**Exercise requirements**. Copy out all of the data exactly as it appears.

**Exercise material**.
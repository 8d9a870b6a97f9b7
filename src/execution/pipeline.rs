//! The upscaling pipeline.
//!
//! [`Upscaler::process_raster`] is the core entry point:
//! resample -> classify -> enhance -> blend. The file and byte variants wrap
//! it with decoding and encoding.

use crate::core::config::UpscaleConfig;
use crate::core::error::{ConfigError, UpscaleError, UpscaleResult};
use crate::core::types::{ImageKind, Raster, SourceFormat};
use crate::filters::{has_transparency, select_pass, upscale};
use crate::io::codec;
use serde::Serialize;
use std::path::Path;
use std::time::Instant;

/// Summary of one processed image.
#[derive(Debug, Clone, PartialEq, Eq, Serialize)]
pub struct ImageOutcome {
    pub kind: ImageKind,
    pub source_width: u32,
    pub source_height: u32,
    pub width: u32,
    pub height: u32,
    /// Which quality pass ran ("opaque" or "alpha").
    pub pass: String,
    pub duration_ms: u64,
}

/// Runs the upscale pipeline with a fixed configuration.
///
/// Holds no per-image state, so one instance can be shared across threads
/// processing different images.
#[derive(Debug, Clone, Default)]
pub struct Upscaler {
    config: UpscaleConfig,
}

impl Upscaler {
    /// Create an upscaler, validating the configuration.
    pub fn new(config: UpscaleConfig) -> Result<Self, ConfigError> {
        config.validate()?;
        Ok(Self { config })
    }

    pub fn config(&self) -> &UpscaleConfig {
        &self.config
    }

    /// Upscale and clean up a decoded raster.
    ///
    /// Either the complete result is returned or an error; the input is
    /// consumed in both cases.
    pub fn process_raster(&self, raster: Raster, format: &SourceFormat) -> UpscaleResult<Raster> {
        self.run(raster, format).map(|(raster, _)| raster)
    }

    fn run(&self, raster: Raster, format: &SourceFormat) -> UpscaleResult<(Raster, &'static str)> {
        let mut upscaled = upscale(&raster, self.config.scale_factor)?;
        drop(raster);

        let pass = select_pass(has_transparency(format));
        log::debug!(
            "Running {} pass on {}x{} ({} source)",
            pass.name(),
            upscaled.width(),
            upscaled.height(),
            format
        );
        pass.enhance(&mut upscaled)?;
        pass.blend(&mut upscaled)?;
        Ok((upscaled, pass.name()))
    }

    /// Decode, process and re-encode an image in its own format.
    pub fn process_bytes(&self, bytes: &[u8]) -> UpscaleResult<(Vec<u8>, ImageOutcome)> {
        let start = Instant::now();
        let decoded = codec::decode(bytes)?;
        let kind = decoded.kind;
        let (source_width, source_height) = decoded.raster.dimensions();

        let (finished, pass) = self.run(decoded.raster, &decoded.format)?;
        let encoded = codec::encode(&finished, kind, &self.config.encode_options())?;

        let outcome = ImageOutcome {
            kind,
            source_width,
            source_height,
            width: finished.width(),
            height: finished.height(),
            pass: pass.to_string(),
            duration_ms: start.elapsed().as_millis() as u64,
        };
        Ok((encoded, outcome))
    }

    /// Process `input` and write the result to `output`.
    ///
    /// The output's parent directory is created if needed. Nothing is
    /// written when processing fails.
    pub fn process_file(&self, input: &Path, output: &Path) -> UpscaleResult<ImageOutcome> {
        // Reject unsupported extensions before reading the file.
        let declared = ImageKind::from_path(input)?;
        let bytes = std::fs::read(input)?;
        let (encoded, outcome) = self.process_bytes(&bytes)?;
        if outcome.kind != declared {
            log::debug!(
                "{} has a .{} extension but contains {} data",
                input.display(),
                declared,
                outcome.kind
            );
        }

        if let Some(parent) = output.parent() {
            if !parent.as_os_str().is_empty() && !parent.exists() {
                std::fs::create_dir_all(parent)?;
            }
        }
        std::fs::write(output, encoded)?;
        log::info!(
            "Upscaled {} -> {} ({}x{} -> {}x{}, {} pass, {}ms)",
            input.display(),
            output.display(),
            outcome.source_width,
            outcome.source_height,
            outcome.width,
            outcome.height,
            outcome.pass,
            outcome.duration_ms
        );
        Ok(outcome)
    }
}

/// Convenience wrapper: process one raster with a given scale factor and
/// otherwise default settings.
pub fn process_raster(raster: Raster, format: &SourceFormat, scale_factor: u32) -> UpscaleResult<Raster> {
    let upscaler = Upscaler::new(UpscaleConfig::new().with_scale_factor(scale_factor))
        .map_err(|_| UpscaleError::InvalidScaleFactor(scale_factor))?;
    upscaler.process_raster(raster, format)
}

**Result for this task**.
repository 8d9a870b6a97f9b7
filename src/execution/pipeline.rs
//! The upscaling pipeline.
//!
//! [`Upscaler::process_raster`] is the core entry point:
//! resample -> classify -> enhance -> blend. The file and byte variants wrap
//! it with decoding and encoding.

use crate::core::config::UpscaleConfig;
use crate::core::error::{ConfigError, UpscaleError, UpscaleResult};
use crate::core::types::{ImageKind, Raster, SourceFormat};
use crate::filters::{has_transparency, select_pass, upscale};
use crate::io::codec;
use serde::Serialize;
use std::path::Path;
use std::time::Instant;

/// Summary of one processed image.
#[derive(Debug, Clone, PartialEq, Eq, Serialize)]
pub struct ImageOutcome {
    pub kind: ImageKind,
    pub source_width: u32,
    pub source_height: u32,
    pub width: u32,
    pub height: u32,
    /// Which quality pass ran ("opaque" or "alpha").
    pub pass: String,
    pub duration_ms: u64,
}

/// Runs the upscale pipeline with a fixed configuration.
///
/// Holds no per-image state, so one instance can be shared across threads
/// processing different images.
#[derive(Debug, Clone, Default)]
pub struct Upscaler {
    config: UpscaleConfig,
}

impl Upscaler {
    /// Create an upscaler, validating the configuration.
    pub fn new(config: UpscaleConfig) -> Result<Self, ConfigError> {
        config.validate()?;
        Ok(Self { config })
    }

    pub fn config(&self) -> &UpscaleConfig {
        &self.config
    }

    /// Upscale and clean up a decoded raster.
    ///
    /// Either the complete result is returned or an error; the input is
    /// consumed in both cases.
    pub fn process_raster(&self, raster: Raster, format: &SourceFormat) -> UpscaleResult<Raster> {
        self.run(raster, format).map(|(raster, _)| raster)
    }

    fn run(&self, raster: Raster, format: &SourceFormat) -> UpscaleResult<(Raster, &'static str)> {
        let mut upscaled = upscale(&raster, self.config.scale_factor)?;
        drop(raster);

        let pass = select_pass(has_transparency(format));
        log::debug!(
            "Running {} pass on {}x{} ({} source)",
            pass.name(),
            upscaled.width(),
            upscaled.height(),
            format
        );
        pass.enhance(&mut upscaled)?;
        pass.blend(&mut upscaled)?;
        Ok((upscaled, pass.name()))
    }

    /// Decode, process and re-encode an image in its own format.
    pub fn process_bytes(&self, bytes: &[u8]) -> UpscaleResult<(Vec<u8>, ImageOutcome)> {
        let start = Instant::now();
        let decoded = codec::decode(bytes)?;
        let kind = decoded.kind;
        let (source_width, source_height) = decoded.raster.dimensions();

        let (finished, pass) = self.run(decoded.raster, &decoded.format)?;
        let encoded = codec::encode(&finished, kind, &self.config.encode_options())?;

        let outcome = ImageOutcome {
            kind,
            source_width,
            source_height,
            width: finished.width(),
            height: finished.height(),
            pass: pass.to_string(),
            duration_ms: start.elapsed().as_millis() as u64,
        };
        Ok((encoded, outcome))
    }

    /// Process `input` and write the result to `output`.
    ///
    /// The output's parent directory is created if needed. Nothing is
    /// written when processing fails.
    pub fn process_file(&self, input: &Path, output: &Path) -> UpscaleResult<ImageOutcome> {
        // Reject unsupported extensions before reading the file.
        let declared = ImageKind::from_path(input)?;
        let bytes = std::fs::read(input)?;
        let (encoded, outcome) = self.process_bytes(&bytes)?;
        if outcome.kind != declared {
            log::debug!(
                "{} has a .{} extension but contains {} data",
                input.display(),
                declared,
                outcome.kind
            );
        }

        if let Some(parent) = output.parent() {
            if !parent.as_os_str().is_empty() && !parent.exists() {
                std::fs::create_dir_all(parent)?;
            }
        }
        std::fs::write(output, encoded)?;
        log::info!(
            "Upscaled {} -> {} ({}x{} -> {}x{}, {} pass, {}ms)",
            input.display(),
            output.display(),
            outcome.source_width,
            outcome.source_height,
            outcome.width,
            outcome.height,
            outcome.pass,
            outcome.duration_ms
        );
        Ok(outcome)
    }
}

/// Convenience wrapper: process one raster with a given scale factor and
/// otherwise default settings.
pub fn process_raster(raster: Raster, format: &SourceFormat, scale_factor: u32) -> UpscaleResult<Raster> {
    let upscaler = Upscaler::new(UpscaleConfig::new().with_scale_factor(scale_factor))
        .map_err(|_| UpscaleError::InvalidScaleFactor(scale_factor))?;
    upscaler.process_raster(raster, format)
}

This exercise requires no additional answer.